Count the lines of the listing below where "push" shows up, and please answer with that number only.

╔══

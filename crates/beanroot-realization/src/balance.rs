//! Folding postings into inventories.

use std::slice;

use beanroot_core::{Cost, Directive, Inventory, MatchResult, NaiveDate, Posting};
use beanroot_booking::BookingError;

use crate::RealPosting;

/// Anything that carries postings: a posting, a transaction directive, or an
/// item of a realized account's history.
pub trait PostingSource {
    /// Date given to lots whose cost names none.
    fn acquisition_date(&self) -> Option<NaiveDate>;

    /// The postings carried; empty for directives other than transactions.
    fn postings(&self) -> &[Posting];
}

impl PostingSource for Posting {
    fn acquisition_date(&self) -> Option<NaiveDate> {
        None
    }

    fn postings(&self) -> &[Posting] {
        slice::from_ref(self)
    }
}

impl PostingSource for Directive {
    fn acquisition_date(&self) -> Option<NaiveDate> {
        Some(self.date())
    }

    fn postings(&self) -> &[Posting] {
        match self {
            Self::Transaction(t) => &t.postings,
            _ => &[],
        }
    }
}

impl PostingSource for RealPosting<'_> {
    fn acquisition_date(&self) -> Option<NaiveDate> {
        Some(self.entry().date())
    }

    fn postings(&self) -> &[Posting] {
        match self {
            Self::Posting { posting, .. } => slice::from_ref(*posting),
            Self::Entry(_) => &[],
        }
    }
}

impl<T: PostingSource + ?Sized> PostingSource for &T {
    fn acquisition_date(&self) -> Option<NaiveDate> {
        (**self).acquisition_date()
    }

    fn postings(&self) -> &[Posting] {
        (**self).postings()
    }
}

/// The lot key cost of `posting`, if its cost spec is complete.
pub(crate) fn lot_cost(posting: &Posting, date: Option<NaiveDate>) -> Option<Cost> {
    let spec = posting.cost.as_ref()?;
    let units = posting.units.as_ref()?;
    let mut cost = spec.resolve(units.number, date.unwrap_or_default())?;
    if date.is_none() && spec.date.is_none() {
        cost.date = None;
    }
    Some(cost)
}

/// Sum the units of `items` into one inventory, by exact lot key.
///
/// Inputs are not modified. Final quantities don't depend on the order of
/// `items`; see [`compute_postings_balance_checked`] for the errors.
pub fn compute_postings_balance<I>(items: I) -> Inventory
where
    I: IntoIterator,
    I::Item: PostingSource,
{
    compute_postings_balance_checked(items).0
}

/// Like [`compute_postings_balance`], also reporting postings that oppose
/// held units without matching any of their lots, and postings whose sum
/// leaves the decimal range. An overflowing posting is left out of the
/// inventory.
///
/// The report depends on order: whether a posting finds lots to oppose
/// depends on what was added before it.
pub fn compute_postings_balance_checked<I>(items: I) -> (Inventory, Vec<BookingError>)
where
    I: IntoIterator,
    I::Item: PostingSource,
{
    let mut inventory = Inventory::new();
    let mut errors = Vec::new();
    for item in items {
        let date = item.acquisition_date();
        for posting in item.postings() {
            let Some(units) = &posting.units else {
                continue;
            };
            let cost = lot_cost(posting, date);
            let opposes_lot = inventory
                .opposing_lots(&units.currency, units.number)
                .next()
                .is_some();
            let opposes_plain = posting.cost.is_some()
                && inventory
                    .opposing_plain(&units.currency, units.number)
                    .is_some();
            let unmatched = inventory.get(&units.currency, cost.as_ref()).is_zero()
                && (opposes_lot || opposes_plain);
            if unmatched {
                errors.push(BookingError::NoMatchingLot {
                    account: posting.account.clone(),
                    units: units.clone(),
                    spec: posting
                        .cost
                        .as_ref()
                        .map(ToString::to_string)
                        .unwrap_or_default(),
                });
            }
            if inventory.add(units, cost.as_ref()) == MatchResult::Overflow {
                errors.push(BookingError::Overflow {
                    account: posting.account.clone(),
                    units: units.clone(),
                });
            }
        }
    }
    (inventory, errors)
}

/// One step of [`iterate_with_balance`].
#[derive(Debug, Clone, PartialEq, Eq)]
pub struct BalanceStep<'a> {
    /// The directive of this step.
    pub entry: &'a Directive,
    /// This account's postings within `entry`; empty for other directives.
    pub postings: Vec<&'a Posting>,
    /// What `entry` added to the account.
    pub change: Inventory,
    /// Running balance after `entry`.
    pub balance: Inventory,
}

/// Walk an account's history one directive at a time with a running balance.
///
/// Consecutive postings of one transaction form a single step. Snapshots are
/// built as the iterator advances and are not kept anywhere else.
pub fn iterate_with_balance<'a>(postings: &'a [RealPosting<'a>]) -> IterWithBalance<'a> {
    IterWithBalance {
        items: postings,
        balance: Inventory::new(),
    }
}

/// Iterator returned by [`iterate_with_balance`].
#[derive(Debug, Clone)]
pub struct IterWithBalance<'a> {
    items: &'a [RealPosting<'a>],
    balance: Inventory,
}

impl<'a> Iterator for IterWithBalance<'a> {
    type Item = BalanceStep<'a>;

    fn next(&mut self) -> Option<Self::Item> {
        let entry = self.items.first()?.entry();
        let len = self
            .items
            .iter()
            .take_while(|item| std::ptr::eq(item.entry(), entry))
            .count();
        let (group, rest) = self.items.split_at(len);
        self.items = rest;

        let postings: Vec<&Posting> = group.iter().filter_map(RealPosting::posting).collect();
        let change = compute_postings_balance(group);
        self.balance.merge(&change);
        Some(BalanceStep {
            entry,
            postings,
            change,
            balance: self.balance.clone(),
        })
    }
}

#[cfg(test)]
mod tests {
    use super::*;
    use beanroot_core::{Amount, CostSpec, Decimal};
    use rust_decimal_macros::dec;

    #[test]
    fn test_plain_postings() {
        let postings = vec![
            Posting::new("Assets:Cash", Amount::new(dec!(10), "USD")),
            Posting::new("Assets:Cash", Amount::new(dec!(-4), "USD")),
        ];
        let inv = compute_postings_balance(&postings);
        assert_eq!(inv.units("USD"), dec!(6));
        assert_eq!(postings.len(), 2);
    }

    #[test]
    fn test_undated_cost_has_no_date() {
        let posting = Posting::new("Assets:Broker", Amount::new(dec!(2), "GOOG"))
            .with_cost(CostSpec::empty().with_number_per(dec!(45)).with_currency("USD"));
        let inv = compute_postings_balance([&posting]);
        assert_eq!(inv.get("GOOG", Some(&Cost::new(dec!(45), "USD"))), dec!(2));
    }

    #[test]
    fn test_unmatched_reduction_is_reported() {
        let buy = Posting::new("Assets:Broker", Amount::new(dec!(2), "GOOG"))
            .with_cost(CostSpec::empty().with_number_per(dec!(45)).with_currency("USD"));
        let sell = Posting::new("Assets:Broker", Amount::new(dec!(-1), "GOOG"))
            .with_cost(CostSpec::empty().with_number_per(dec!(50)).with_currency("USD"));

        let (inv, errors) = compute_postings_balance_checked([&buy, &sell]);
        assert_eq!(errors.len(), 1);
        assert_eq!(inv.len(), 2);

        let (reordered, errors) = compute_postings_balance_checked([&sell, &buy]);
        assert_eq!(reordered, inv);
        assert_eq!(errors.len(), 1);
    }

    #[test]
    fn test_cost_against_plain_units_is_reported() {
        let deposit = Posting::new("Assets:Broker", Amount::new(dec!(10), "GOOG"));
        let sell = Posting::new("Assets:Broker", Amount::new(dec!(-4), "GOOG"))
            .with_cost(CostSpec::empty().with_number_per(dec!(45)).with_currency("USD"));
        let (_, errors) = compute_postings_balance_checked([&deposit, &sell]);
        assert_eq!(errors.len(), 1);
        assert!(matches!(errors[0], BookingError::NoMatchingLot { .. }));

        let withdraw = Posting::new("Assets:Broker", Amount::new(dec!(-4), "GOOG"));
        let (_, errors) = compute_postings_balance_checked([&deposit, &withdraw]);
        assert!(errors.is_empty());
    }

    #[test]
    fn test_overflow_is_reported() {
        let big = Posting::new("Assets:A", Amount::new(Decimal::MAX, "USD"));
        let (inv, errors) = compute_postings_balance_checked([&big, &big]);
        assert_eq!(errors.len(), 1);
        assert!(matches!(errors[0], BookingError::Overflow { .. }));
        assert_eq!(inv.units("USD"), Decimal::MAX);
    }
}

╚══

▸ Solution:
2